• _Task goal_
Copy, from the entries below, each line in which the string "MemberRef" appears.

• _The records_
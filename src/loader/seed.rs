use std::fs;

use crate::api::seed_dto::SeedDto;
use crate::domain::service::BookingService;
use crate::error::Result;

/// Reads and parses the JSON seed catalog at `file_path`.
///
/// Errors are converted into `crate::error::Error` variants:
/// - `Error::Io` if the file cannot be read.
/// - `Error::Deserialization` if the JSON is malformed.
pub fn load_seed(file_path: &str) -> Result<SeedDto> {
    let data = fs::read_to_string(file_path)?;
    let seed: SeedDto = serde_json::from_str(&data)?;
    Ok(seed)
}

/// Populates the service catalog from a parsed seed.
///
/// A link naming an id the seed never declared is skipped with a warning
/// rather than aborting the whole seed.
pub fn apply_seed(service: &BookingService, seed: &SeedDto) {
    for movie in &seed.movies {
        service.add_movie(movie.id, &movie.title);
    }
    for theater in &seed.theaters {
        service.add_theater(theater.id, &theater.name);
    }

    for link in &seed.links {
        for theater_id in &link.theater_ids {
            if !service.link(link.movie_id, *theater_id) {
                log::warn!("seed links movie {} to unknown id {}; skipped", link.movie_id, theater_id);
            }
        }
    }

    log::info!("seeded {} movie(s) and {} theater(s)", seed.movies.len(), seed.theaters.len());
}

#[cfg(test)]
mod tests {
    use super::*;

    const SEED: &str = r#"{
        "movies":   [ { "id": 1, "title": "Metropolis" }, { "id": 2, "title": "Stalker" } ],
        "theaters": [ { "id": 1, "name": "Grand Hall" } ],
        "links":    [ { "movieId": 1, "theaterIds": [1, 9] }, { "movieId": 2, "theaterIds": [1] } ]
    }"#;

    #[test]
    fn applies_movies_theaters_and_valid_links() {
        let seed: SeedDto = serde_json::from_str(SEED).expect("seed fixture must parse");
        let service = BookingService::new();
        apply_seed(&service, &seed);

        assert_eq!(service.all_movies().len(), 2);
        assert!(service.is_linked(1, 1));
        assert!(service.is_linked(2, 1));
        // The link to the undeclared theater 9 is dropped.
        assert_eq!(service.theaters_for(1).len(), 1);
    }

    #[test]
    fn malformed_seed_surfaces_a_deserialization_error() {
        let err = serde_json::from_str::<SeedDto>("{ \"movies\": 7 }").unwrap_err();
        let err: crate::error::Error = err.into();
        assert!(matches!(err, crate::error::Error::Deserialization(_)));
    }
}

==

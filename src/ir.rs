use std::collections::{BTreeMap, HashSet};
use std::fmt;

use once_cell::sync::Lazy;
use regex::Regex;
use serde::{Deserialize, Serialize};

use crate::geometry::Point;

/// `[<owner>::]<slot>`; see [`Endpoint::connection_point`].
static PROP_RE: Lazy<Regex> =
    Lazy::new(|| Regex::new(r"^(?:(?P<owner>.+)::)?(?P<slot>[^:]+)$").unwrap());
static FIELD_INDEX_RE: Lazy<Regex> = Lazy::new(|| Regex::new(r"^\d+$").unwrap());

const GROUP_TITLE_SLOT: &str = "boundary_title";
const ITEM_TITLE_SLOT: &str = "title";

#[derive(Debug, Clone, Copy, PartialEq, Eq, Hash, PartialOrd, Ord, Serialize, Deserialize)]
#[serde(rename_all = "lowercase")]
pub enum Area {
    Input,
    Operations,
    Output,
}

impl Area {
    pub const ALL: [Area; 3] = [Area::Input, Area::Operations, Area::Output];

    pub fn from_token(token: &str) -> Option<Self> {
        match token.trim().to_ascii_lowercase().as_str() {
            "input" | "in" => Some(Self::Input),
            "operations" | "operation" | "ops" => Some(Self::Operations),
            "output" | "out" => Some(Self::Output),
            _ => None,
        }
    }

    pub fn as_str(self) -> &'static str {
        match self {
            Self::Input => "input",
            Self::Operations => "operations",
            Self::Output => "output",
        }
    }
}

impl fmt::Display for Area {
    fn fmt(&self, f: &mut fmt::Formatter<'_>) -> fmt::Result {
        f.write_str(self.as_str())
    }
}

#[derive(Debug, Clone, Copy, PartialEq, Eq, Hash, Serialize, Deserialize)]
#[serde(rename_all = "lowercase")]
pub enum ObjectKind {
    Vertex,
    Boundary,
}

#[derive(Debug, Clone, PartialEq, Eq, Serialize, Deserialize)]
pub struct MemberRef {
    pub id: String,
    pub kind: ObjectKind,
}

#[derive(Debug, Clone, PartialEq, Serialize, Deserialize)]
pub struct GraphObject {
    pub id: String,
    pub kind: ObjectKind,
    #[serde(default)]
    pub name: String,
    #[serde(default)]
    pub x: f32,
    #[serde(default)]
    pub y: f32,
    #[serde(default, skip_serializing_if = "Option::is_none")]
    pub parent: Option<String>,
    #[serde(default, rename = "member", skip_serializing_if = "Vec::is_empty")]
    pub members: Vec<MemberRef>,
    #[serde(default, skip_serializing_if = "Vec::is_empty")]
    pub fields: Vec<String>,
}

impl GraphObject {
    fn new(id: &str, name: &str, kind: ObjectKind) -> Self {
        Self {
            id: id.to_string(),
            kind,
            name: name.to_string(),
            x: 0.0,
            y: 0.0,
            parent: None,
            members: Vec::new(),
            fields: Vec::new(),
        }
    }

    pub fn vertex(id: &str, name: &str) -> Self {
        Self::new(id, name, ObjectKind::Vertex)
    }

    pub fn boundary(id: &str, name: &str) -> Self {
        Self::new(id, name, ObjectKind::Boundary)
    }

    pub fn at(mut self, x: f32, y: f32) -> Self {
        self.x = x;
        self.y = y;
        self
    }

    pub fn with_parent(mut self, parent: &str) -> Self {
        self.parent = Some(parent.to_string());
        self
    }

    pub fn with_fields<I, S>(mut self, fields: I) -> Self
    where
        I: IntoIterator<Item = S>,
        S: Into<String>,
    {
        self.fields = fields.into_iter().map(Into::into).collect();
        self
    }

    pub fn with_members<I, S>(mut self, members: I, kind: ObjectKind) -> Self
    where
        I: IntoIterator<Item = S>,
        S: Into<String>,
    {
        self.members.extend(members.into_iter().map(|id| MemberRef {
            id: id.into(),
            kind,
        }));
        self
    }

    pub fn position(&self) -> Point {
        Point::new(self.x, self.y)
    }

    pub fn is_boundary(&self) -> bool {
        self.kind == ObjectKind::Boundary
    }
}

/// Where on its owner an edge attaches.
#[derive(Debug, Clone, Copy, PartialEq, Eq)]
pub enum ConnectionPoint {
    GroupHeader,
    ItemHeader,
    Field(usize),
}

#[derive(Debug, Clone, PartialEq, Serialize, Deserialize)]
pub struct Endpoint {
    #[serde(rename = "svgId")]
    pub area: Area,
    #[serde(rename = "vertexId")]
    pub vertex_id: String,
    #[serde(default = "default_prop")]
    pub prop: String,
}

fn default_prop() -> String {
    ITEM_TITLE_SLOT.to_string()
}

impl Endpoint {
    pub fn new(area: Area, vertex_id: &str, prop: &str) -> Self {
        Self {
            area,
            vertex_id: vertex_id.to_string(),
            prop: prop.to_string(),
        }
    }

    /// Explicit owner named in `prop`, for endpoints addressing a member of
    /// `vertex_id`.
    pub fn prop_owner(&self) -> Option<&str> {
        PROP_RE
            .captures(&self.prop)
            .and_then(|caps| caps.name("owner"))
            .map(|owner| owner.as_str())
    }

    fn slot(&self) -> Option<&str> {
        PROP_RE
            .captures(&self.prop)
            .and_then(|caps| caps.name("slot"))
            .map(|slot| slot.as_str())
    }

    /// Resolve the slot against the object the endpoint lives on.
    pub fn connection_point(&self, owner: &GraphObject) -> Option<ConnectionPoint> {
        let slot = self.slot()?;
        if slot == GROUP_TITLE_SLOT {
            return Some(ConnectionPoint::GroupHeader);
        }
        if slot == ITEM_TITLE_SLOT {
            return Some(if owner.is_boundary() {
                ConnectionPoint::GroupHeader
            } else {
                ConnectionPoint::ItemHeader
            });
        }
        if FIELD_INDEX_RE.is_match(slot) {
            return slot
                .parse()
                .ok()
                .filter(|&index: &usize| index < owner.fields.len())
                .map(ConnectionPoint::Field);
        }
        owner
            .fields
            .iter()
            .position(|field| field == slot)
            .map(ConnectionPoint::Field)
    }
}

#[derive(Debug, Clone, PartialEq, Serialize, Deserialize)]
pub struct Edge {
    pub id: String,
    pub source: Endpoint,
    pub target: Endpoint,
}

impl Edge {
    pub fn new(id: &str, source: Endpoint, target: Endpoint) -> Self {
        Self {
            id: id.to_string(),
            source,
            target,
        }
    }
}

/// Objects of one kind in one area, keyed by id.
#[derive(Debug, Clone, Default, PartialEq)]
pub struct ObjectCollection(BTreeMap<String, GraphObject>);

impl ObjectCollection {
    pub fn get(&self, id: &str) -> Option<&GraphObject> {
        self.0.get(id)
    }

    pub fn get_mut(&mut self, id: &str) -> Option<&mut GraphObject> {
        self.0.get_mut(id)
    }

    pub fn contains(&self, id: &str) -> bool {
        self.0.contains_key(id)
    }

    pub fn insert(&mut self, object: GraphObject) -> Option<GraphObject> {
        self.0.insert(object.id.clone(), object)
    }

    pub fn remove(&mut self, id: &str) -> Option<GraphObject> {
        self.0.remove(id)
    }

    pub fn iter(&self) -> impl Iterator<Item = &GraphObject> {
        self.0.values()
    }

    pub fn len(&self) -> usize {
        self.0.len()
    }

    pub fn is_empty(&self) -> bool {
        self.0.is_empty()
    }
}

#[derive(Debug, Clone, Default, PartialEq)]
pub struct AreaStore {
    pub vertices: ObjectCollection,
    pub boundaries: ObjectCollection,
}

• _Result for this task_
pub struct MemberRef {
    pub members: Vec<MemberRef>,
        self.members.extend(members.into_iter().map(|id| MemberRef {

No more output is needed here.